▸ **Your instructions**: From the data below, return the exact lines starting at the line containing "use std::sync::Arc;" and ending at the line containing "let err = TemplateScriptProvider::new()", both included, and nothing else.

=== Begin Enclosure ===

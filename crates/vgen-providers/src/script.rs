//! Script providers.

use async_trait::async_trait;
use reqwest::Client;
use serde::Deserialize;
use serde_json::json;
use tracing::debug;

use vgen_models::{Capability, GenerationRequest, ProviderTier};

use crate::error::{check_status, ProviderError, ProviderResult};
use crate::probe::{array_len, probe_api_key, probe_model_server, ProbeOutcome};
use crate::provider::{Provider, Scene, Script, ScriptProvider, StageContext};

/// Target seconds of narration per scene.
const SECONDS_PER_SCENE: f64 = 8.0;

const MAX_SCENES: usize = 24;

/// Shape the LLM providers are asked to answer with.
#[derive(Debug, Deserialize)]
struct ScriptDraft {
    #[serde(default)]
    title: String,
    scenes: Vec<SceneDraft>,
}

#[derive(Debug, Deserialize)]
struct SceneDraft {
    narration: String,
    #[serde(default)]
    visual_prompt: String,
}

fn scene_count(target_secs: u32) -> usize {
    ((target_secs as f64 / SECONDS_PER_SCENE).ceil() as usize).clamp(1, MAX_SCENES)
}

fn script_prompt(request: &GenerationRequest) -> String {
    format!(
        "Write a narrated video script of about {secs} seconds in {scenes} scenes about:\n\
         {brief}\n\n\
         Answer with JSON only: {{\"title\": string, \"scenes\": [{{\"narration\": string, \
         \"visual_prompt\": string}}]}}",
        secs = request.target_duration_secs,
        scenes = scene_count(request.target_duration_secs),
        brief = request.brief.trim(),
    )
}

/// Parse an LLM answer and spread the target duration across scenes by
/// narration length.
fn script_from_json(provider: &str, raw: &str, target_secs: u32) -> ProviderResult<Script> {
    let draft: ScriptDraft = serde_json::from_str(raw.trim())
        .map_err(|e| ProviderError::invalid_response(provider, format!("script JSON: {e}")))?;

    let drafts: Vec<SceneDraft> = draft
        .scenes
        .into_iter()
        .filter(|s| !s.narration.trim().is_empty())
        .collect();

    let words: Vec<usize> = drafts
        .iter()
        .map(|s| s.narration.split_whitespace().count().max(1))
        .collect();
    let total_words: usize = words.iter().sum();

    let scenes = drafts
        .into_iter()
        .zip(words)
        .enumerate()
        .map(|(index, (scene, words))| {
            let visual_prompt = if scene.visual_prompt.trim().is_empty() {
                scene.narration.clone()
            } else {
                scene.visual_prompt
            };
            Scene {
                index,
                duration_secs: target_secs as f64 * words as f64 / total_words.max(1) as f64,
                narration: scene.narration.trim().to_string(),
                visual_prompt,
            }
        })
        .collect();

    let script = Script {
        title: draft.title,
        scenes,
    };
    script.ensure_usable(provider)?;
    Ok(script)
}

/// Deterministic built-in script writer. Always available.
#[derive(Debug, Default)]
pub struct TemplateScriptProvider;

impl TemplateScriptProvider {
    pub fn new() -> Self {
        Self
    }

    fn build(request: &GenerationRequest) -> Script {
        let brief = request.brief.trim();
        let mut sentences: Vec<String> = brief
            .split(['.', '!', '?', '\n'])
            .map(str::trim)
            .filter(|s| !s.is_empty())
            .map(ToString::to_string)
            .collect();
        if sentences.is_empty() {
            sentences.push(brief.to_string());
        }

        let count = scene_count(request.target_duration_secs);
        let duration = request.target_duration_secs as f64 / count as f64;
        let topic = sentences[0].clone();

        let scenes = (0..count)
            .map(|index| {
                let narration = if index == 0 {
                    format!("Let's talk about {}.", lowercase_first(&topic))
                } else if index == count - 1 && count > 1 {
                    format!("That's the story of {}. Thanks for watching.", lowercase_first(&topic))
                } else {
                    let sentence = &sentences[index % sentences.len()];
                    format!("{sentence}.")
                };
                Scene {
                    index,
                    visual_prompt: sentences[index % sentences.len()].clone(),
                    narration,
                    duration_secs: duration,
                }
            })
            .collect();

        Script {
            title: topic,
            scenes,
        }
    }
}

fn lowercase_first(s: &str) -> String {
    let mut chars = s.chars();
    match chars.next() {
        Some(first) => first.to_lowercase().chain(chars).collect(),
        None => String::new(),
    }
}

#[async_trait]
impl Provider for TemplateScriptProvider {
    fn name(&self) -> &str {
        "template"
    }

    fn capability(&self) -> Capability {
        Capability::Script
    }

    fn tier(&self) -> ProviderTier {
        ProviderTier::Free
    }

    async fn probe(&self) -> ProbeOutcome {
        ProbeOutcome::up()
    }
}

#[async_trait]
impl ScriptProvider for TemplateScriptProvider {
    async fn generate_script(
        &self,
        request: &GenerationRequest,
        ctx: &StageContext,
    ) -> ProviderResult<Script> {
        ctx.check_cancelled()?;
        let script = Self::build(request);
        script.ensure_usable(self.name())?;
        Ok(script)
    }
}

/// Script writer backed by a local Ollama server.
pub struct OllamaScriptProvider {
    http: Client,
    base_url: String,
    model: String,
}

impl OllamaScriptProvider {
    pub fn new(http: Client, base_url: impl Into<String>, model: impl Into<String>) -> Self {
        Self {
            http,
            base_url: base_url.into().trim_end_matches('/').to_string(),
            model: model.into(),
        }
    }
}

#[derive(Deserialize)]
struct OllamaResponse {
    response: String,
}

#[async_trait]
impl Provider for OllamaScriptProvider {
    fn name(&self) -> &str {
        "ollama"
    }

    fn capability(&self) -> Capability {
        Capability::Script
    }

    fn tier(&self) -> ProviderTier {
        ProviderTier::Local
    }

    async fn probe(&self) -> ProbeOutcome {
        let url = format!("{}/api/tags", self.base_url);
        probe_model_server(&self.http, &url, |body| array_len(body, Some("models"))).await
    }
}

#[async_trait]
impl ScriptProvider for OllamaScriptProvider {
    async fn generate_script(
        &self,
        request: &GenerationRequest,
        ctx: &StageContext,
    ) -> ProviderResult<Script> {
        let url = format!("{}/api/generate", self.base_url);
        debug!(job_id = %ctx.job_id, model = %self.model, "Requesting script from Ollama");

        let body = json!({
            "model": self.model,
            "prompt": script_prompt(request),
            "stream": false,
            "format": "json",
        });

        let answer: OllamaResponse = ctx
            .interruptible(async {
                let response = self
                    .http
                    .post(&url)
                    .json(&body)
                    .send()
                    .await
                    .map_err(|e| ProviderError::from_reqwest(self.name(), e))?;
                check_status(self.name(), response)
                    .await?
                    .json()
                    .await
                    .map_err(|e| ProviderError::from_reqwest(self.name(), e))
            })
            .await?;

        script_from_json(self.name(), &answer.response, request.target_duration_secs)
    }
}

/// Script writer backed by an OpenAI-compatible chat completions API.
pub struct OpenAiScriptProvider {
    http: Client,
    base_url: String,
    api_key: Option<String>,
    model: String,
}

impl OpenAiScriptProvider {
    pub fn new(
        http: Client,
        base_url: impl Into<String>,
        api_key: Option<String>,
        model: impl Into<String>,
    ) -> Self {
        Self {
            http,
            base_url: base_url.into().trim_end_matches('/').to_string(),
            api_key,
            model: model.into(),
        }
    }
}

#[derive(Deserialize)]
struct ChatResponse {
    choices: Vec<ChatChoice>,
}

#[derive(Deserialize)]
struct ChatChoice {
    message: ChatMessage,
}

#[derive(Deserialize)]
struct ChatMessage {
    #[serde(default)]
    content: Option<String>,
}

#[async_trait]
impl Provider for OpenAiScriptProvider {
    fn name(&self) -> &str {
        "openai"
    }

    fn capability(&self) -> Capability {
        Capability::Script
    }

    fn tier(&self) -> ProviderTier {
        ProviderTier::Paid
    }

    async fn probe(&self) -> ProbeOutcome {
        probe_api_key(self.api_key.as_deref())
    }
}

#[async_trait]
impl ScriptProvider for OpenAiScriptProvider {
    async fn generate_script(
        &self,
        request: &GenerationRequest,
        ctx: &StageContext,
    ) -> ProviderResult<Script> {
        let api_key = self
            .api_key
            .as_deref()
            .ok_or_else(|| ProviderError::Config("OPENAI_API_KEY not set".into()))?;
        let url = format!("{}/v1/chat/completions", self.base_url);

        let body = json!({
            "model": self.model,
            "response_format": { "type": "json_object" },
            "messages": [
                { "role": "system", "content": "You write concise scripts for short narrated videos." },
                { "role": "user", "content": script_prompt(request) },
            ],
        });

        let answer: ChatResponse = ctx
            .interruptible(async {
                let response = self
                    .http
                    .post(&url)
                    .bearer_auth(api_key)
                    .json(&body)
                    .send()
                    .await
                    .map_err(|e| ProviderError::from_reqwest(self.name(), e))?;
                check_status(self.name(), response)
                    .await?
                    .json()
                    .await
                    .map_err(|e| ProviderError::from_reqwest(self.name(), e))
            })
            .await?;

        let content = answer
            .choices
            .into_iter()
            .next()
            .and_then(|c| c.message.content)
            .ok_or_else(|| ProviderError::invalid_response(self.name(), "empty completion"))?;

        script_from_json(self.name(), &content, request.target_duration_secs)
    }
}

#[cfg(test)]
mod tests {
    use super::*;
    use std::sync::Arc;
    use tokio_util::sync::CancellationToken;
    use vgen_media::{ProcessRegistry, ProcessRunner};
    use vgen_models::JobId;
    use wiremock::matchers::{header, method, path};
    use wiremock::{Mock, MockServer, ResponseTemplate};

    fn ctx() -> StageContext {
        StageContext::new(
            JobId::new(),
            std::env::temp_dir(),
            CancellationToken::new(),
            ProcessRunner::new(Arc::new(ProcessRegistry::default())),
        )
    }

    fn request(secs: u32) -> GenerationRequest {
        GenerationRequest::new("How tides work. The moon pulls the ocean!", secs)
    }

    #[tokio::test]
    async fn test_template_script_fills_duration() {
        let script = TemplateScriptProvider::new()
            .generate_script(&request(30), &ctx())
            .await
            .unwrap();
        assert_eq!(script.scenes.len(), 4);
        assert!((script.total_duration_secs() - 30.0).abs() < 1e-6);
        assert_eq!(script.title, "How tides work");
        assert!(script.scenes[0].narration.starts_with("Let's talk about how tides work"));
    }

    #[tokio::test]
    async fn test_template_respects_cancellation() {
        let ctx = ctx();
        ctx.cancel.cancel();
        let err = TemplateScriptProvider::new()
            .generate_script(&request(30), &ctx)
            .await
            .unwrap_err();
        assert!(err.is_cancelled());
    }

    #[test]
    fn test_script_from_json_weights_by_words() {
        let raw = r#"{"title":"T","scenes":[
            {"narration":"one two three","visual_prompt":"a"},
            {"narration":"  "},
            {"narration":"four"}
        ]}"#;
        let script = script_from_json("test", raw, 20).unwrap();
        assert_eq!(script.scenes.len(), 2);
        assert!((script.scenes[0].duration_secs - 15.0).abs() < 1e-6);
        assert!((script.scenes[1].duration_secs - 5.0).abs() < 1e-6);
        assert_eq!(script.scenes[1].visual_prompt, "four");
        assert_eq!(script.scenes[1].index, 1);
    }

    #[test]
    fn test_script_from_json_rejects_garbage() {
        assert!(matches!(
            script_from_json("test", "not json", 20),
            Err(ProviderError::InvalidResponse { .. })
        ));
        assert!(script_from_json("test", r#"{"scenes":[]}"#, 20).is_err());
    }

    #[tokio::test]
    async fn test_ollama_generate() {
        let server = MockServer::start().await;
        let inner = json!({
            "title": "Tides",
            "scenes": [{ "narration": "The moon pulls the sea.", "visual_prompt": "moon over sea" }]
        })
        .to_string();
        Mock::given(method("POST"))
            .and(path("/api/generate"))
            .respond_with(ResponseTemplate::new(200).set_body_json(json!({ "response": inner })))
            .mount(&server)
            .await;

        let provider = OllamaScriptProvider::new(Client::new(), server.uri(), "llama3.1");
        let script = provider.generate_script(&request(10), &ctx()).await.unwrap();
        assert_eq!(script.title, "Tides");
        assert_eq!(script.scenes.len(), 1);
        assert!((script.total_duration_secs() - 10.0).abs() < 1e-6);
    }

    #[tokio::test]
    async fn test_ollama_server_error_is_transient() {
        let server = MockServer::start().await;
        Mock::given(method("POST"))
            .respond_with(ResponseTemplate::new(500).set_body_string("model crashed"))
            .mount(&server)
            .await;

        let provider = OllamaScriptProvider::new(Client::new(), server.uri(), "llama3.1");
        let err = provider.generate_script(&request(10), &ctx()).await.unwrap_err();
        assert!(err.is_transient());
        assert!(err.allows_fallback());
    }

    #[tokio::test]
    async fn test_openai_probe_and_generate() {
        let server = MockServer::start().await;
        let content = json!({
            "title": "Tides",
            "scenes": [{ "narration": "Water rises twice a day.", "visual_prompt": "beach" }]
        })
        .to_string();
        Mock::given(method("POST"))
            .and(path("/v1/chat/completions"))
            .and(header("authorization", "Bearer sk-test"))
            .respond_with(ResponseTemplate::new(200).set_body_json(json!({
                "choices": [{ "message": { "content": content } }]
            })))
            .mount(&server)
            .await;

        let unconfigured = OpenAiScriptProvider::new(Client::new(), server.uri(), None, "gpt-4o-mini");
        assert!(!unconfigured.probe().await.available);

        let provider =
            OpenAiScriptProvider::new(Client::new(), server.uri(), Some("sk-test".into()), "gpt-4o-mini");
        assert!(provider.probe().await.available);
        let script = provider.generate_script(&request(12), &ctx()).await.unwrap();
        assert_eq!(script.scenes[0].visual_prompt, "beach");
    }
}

=== End Enclosure ===

▸ **Exercise answer**:
    use std::sync::Arc;
    use tokio_util::sync::CancellationToken;
    use vgen_media::{ProcessRegistry, ProcessRunner};
    use vgen_models::JobId;
    use wiremock::matchers::{header, method, path};
    use wiremock::{Mock, MockServer, ResponseTemplate};

    fn ctx() -> StageContext {
        StageContext::new(
            JobId::new(),
            std::env::temp_dir(),
            CancellationToken::new(),
            ProcessRunner::new(Arc::new(ProcessRegistry::default())),
        )
    }

    fn request(secs: u32) -> GenerationRequest {
        GenerationRequest::new("How tides work. The moon pulls the ocean!", secs)
    }

    #[tokio::test]
    async fn test_template_script_fills_duration() {
        let script = TemplateScriptProvider::new()
            .generate_script(&request(30), &ctx())
            .await
            .unwrap();
        assert_eq!(script.scenes.len(), 4);
        assert!((script.total_duration_secs() - 30.0).abs() < 1e-6);
        assert_eq!(script.title, "How tides work");
        assert!(script.scenes[0].narration.starts_with("Let's talk about how tides work"));
    }

    #[tokio::test]
    async fn test_template_respects_cancellation() {
        let ctx = ctx();
        ctx.cancel.cancel();
        let err = TemplateScriptProvider::new()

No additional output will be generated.